The answer is all of the data, repeated exactly.

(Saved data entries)
· · · ·
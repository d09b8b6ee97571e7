//! # Armory Engine
//!
//! Synchronization core for a role-play weapon shop backed by a real-time
//! document store.
//!
//! The store is always the source of truth. This crate decides when the
//! local copy of it can be trusted, turns change notifications into events
//! a renderer can consume, and applies every mutation with the checks the
//! shop's bookkeeping depends on.
//!
//! ## Components
//!
//! - [`LocalMirror`]: the last known weapons snapshot, only ever replaced
//!   whole.
//! - [`SubscriptionManager`]: one live watch per [`Topic`], replaced
//!   idempotently and torn down explicitly.
//! - [`ReconciliationPolicy`]: per-read decision between the mirror and a
//!   refetch. Unreachable stores leave the mirror stale; denied access
//!   clears it.
//! - [`WriteCoordinator`]: stock upserts with duplicate merging, sales,
//!   purchase requests, the audit log and settings.
//! - [`views`]: pure projections for buyer and admin screens.
//! - [`Storefront`]: all of the above wired to one [`StorageBackend`].
//!
//! ## Backends
//!
//! [`RemoteBackend`] talks to the hosted store over HTTP and a multiplexed
//! WebSocket. [`MemoryBackend`] keeps everything in process and can be
//! saved to and restored from a [`BackendSnapshot`].
//!
//! ## Quick Start
//!
//! ```rust
//! use armory_engine::{ItemDraft, MoneyType, Storefront, UpsertOutcome};
//!
//! let rt = tokio::runtime::Runtime::new().unwrap();
//! rt.block_on(async {
//!     let shop = Storefront::local();
//!     shop.start().await.unwrap();
//!
//!     let draft = ItemDraft::new("Pistol", 800.0, 1200.0, 2, MoneyType::Clean);
//!     let outcome = shop.coordinator().upsert_item(draft.clone()).await.unwrap();
//!     assert!(matches!(outcome, UpsertOutcome::Created { .. }));
//!
//!     // Same name, money type and prices: the quantity is merged.
//!     let outcome = shop.coordinator().upsert_item(draft).await.unwrap();
//!     assert!(matches!(outcome, UpsertOutcome::Merged { quantity: 4, .. }));
//!
//!     let listings = shop.buyer_listings().await.unwrap();
//!     assert_eq!(listings[0].total_quantity, 4);
//! });
//! ```

pub mod auth;
pub mod client;
pub mod clock;
pub mod config;
pub mod coordinator;
pub mod error;
pub mod events;
pub mod format;
pub mod ledger;
pub mod mirror;
pub mod reconcile;
pub mod record;
pub mod request;
pub mod session;
pub mod settings;
pub mod snapshot;
pub mod store;
pub mod subscription;
pub mod topic;
pub mod views;
pub mod wire;

// Re-export main types at crate root
pub use auth::{AuthGateway, HttpAuthGateway, LoginMethod};
pub use client::Storefront;
pub use clock::{Clock, ManualClock, SystemClock};
pub use config::{RemoteConfig, StoreEndpoint, SyncConfig};
pub use coordinator::{AcceptOutcome, SaleReceipt, UpsertOutcome, WriteCoordinator};
pub use error::{Error, Result};
pub use events::{EventBus, SyncEvent, TopicSnapshot};
pub use ledger::{LogEntry, LogKind, ProfitRecord};
pub use mirror::LocalMirror;
pub use reconcile::{Freshness, ReconciliationPolicy, View};
pub use record::{Document, Fields, Item, ItemDraft, MoneyType, Record};
pub use request::{PriceMode, PurchaseRequest, PurchaseRequestDraft, RequestStatus};
pub use session::{AdminSession, SessionStatus};
pub use settings::{Settings, SettingsPatch};
pub use snapshot::{BackendSnapshot, SNAPSHOT_FORMAT_VERSION};
pub use store::{BackendKind, MemoryBackend, Query, RemoteBackend, StorageBackend, Watch};
pub use subscription::{SubscriptionManager, SubscriptionState};
pub use topic::{Topic, SETTINGS_DOC_ID};

/// Type aliases for clarity
pub type DocumentId = String;
/// Milliseconds since the Unix epoch
pub type Timestamp = u64;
· · · ·
ANSWER SPACE:
repository d09b8b6ee97571e7
//! # Armory Engine
//!
//! Synchronization core for a role-play weapon shop backed by a real-time
//! document store.
//!
//! The store is always the source of truth. This crate decides when the
//! local copy of it can be trusted, turns change notifications into events
//! a renderer can consume, and applies every mutation with the checks the
//! shop's bookkeeping depends on.
//!
//! ## Components
//!
//! - [`LocalMirror`]: the last known weapons snapshot, only ever replaced
//!   whole.
//! - [`SubscriptionManager`]: one live watch per [`Topic`], replaced
//!   idempotently and torn down explicitly.
//! - [`ReconciliationPolicy`]: per-read decision between the mirror and a
//!   refetch. Unreachable stores leave the mirror stale; denied access
//!   clears it.
//! - [`WriteCoordinator`]: stock upserts with duplicate merging, sales,
//!   purchase requests, the audit log and settings.
//! - [`views`]: pure projections for buyer and admin screens.
//! - [`Storefront`]: all of the above wired to one [`StorageBackend`].
//!
//! ## Backends
//!
//! [`RemoteBackend`] talks to the hosted store over HTTP and a multiplexed
//! WebSocket. [`MemoryBackend`] keeps everything in process and can be
//! saved to and restored from a [`BackendSnapshot`].
//!
//! ## Quick Start
//!
//! ```rust
//! use armory_engine::{ItemDraft, MoneyType, Storefront, UpsertOutcome};
//!
//! let rt = tokio::runtime::Runtime::new().unwrap();
//! rt.block_on(async {
//!     let shop = Storefront::local();
//!     shop.start().await.unwrap();
//!
//!     let draft = ItemDraft::new("Pistol", 800.0, 1200.0, 2, MoneyType::Clean);
//!     let outcome = shop.coordinator().upsert_item(draft.clone()).await.unwrap();
//!     assert!(matches!(outcome, UpsertOutcome::Created { .. }));
//!
//!     // Same name, money type and prices: the quantity is merged.
//!     let outcome = shop.coordinator().upsert_item(draft).await.unwrap();
//!     assert!(matches!(outcome, UpsertOutcome::Merged { quantity: 4, .. }));
//!
//!     let listings = shop.buyer_listings().await.unwrap();
//!     assert_eq!(listings[0].total_quantity, 4);
//! });
//! ```

pub mod auth;
pub mod client;
pub mod clock;
pub mod config;
pub mod coordinator;
pub mod error;
pub mod events;
pub mod format;
pub mod ledger;
pub mod mirror;
pub mod reconcile;
pub mod record;
pub mod request;
pub mod session;
pub mod settings;
pub mod snapshot;
pub mod store;
pub mod subscription;
pub mod topic;
pub mod views;
pub mod wire;

// Re-export main types at crate root
pub use auth::{AuthGateway, HttpAuthGateway, LoginMethod};
pub use client::Storefront;
pub use clock::{Clock, ManualClock, SystemClock};
pub use config::{RemoteConfig, StoreEndpoint, SyncConfig};
pub use coordinator::{AcceptOutcome, SaleReceipt, UpsertOutcome, WriteCoordinator};
pub use error::{Error, Result};
pub use events::{EventBus, SyncEvent, TopicSnapshot};
pub use ledger::{LogEntry, LogKind, ProfitRecord};
pub use mirror::LocalMirror;
pub use reconcile::{Freshness, ReconciliationPolicy, View};
pub use record::{Document, Fields, Item, ItemDraft, MoneyType, Record};
pub use request::{PriceMode, PurchaseRequest, PurchaseRequestDraft, RequestStatus};
pub use session::{AdminSession, SessionStatus};
pub use settings::{Settings, SettingsPatch};
pub use snapshot::{BackendSnapshot, SNAPSHOT_FORMAT_VERSION};
pub use store::{BackendKind, MemoryBackend, Query, RemoteBackend, StorageBackend, Watch};
pub use subscription::{SubscriptionManager, SubscriptionState};
pub use topic::{Topic, SETTINGS_DOC_ID};

/// Type aliases for clarity
pub type DocumentId = String;
/// Milliseconds since the Unix epoch
pub type Timestamp = u64;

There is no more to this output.